The lawyer also denied that Emano was privy to the written communications between the Red Cross and Nueva’s company, specifically the demand letters that sought the eviction of occupants.
The Sept. 3, 2013 deal allowed Nueva of a company called Capitol Lease Ventures (CLV) to lease 1,029 square meters across the Northern Mindanao Medical Center (NMMC) for P102,900 a month, build on it, and then engage in subletting.
The same group is also leasing another property between the regional office of the National Bureau of Investigation (NBI) and the capitol tennis court, and subletting stalls to food vendors. The capitol has refused to rid portions of the sidewalk and road, where the stalls have extended, of obstructions despite orders from Malacañang for local governments to reclaim all public roads and sidewalks.
The Philippine Red Cross protested over the Emano-Nueva deal and sued the two.
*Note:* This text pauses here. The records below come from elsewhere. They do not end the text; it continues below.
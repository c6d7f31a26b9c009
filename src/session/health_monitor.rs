//! Pure health monitoring and reconnection logic for the session engine
//!
//! This module contains pure functions for reconnection decision making,
//! the keepalive schedule, state transition logging and health metrics.

use super::connection::{ConnectionState, ReconnectConfig, RetryState};
use std::time::Duration;
use tokio::time::Instant;
use tracing::{error, info, warn};

/// Pure health monitoring and reconnection decision logic
pub struct HealthMonitor;

/// Why automatic reconnection is switched off
#[derive(Debug, Clone, Copy, PartialEq, Eq)]
pub enum Suppression {
    /// Explicit disconnect by the caller
    UserDisconnect,
    /// Credential missing or rejected
    AuthFailure,
    /// Attempt ceiling reached
    Exhausted,
}

/// Decision result for reconnection attempts
#[derive(Debug, PartialEq)]
pub enum ReconnectionDecision {
    /// Schedule attempt number `attempt` after `delay`
    Proceed { attempt: u32, delay: Duration },
    /// Reconnection switched off
    AbortSuppressed(Suppression),
    /// No target to redial
    AbortNoTarget,
    /// Attempt ceiling reached
    AbortMaxAttemptsExceeded,
}

/// Connection events that drive state transitions
#[derive(Debug, Clone)]
pub enum ConnectionEvent {
    /// Socket open requested
    AttemptStarted,
    /// Credential frame sent
    AuthenticationStarted,
    /// Bootstrap completed
    SessionEstablished,
    /// Attempt or live connection failed
    Failure(String),
    /// Caller disconnected
    UserDisconnected,
}

impl HealthMonitor {
    /// Determine if reconnection should be attempted (pure function)
    pub fn should_attempt_reconnection(
        retry: &RetryState,
        config: &ReconnectConfig,
        has_target: bool,
        suppression: Option<Suppression>,
    ) -> ReconnectionDecision {
        if let Some(reason) = suppression {
            return ReconnectionDecision::AbortSuppressed(reason);
        }
        if !has_target {
            return ReconnectionDecision::AbortNoTarget;
        }
        if retry.attempt_count >= retry.max_attempts {
            return ReconnectionDecision::AbortMaxAttemptsExceeded;
        }

        let attempt = retry.attempt_count + 1;
        ReconnectionDecision::Proceed {
            attempt,
            delay: config.calculate_backoff_delay(attempt),
        }
    }

    /// Determine next state after connection event (pure function)
    pub fn determine_next_state(event: ConnectionEvent) -> ConnectionState {
        match event {
            ConnectionEvent::AttemptStarted => ConnectionState::Connecting,
            ConnectionEvent::AuthenticationStarted => ConnectionState::Authenticating,
            ConnectionEvent::SessionEstablished => ConnectionState::Connected,
            ConnectionEvent::Failure(reason) => ConnectionState::Error(reason),
            ConnectionEvent::UserDisconnected => ConnectionState::Disconnected,
        }
    }

    /// Check if connection state allows sending requests (pure function)
    pub fn can_send(state: &ConnectionState) -> bool {
        matches!(state, ConnectionState::Connected)
    }

    /// Log connection state transition (pure logging function)
    pub fn log_state_transition(channel: &str, from: &ConnectionState, to: &ConnectionState) {
        match (from, to) {
            (ConnectionState::Connecting, ConnectionState::Connected)
            | (ConnectionState::Authenticating, ConnectionState::Connected) => {
                info!(channel, "Session established");
            }
            (ConnectionState::Connected, ConnectionState::Error(reason)) => {
                warn!(channel, reason = %reason, "Connection lost");
            }
            (ConnectionState::Error(_), ConnectionState::Connecting) => {
                info!(channel, "Reconnecting");
            }
            (_, ConnectionState::Error(reason)) => {
                error!(channel, reason = %reason, "Connection failed");
            }
            _ => {
                info!(channel, "Connection state: {} -> {}", from, to);
            }
        }
    }

    /// Calculate health metrics for connection (pure function)
    pub fn calculate_health_metrics(
        connected_at: Option<Instant>,
        last_frame_at: Option<Instant>,
        reconnect_count: u32,
        keepalive_interval: Duration,
    ) -> HealthMetrics {
        let now = Instant::now();

        let uptime = connected_at.map(|t| now.duration_since(t));
        let time_since_last_frame = last_frame_at.map(|t| now.duration_since(t));

        HealthMetrics {
            uptime,
            time_since_last_frame,
            reconnect_count,
            is_healthy: Self::determine_health_status(
                uptime,
                time_since_last_frame,
                keepalive_interval,
            ),
        }
    }

    /// Connected and heard from the server within three keepalive periods
    fn determine_health_status(
        uptime: Option<Duration>,
        time_since_last_frame: Option<Duration>,
        keepalive_interval: Duration,
    ) -> bool {
        match (uptime, time_since_last_frame) {
            (Some(_), None) => true,
            (Some(_), Some(quiet)) => quiet < keepalive_interval.saturating_mul(3),
            _ => false,
        }
    }
}

/// Health metrics for connection monitoring
#[derive(Debug, Clone, PartialEq)]
pub struct HealthMetrics {
    /// Time since the current session was established
    pub uptime: Option<Duration>,
    /// Time since any inbound frame
    pub time_since_last_frame: Option<Duration>,
    /// Current reconnection attempt count
    pub reconnect_count: u32,
    pub is_healthy: bool,
}

/// Liveness probe timer tied to the Connected state
///
/// At most one probe is ever scheduled: the next deadline is set only after
/// the previous probe was sent.
#[derive(Debug, Clone)]
pub struct KeepaliveSchedule {
    interval: Duration,
    next_probe: Option<Instant>,
}

impl KeepaliveSchedule {
    pub fn new(interval: Duration) -> Self {
        Self {
            interval,
            next_probe: None,
        }
    }

    pub fn start(&mut self, now: Instant) {
        self.next_probe = Some(now + self.interval);
    }

    pub fn stop(&mut self) {
        self.next_probe = None;
    }

    pub fn next_probe(&self) -> Option<Instant> {
        self.next_probe
    }

    pub fn is_running(&self) -> bool {
        self.next_probe.is_some()
    }

    /// Reschedule after a probe went out
    pub fn probe_sent(&mut self, now: Instant) {
        if self.next_probe.is_some() {
            self.next_probe = Some(now + self.interval);
        }
    }
}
It presented two transfer certificates of land title to support its claim over the 1,029 square meters across the state-owned NMMC.
But the capitol rejected the Red Cross’s ownership claims, alleging that the provincial government reclaimed the contested property on May 28, 1958 “pursuant to the automatic revocation and reversion clause in the said Deed of Donation.”
Pacana said the contested property was donated to the Red Cross with conditions, and these were not complied with by the humanitarian organization.
He assailed the Red Cross’s ownership claims and even the very existence of the organization’s Transfer Certificates of Title T-206242 and T-206243 “on the ground that the acquisition of the said titles was by virtue of machinations and deceit.”
The verified answer submitted to court by Pacana also shows the capitol accusing the Red Cross of causing the “fraudulent registration” of the disputed property in its name “without any legal basis or color of title, to the damage and prejudice of the rights of the Province.”
He stated that the Red Cross’s claims are “specifically denied for lack of knowledge sufficient to form a belief as to the materiality or falsity of the allegations thereof.”
Pacana added: “For all intents and purposes, the properties being leased to CLV are owned by the Provincial Government of Misamis Oriental and not by the [Philippine Red Cross].”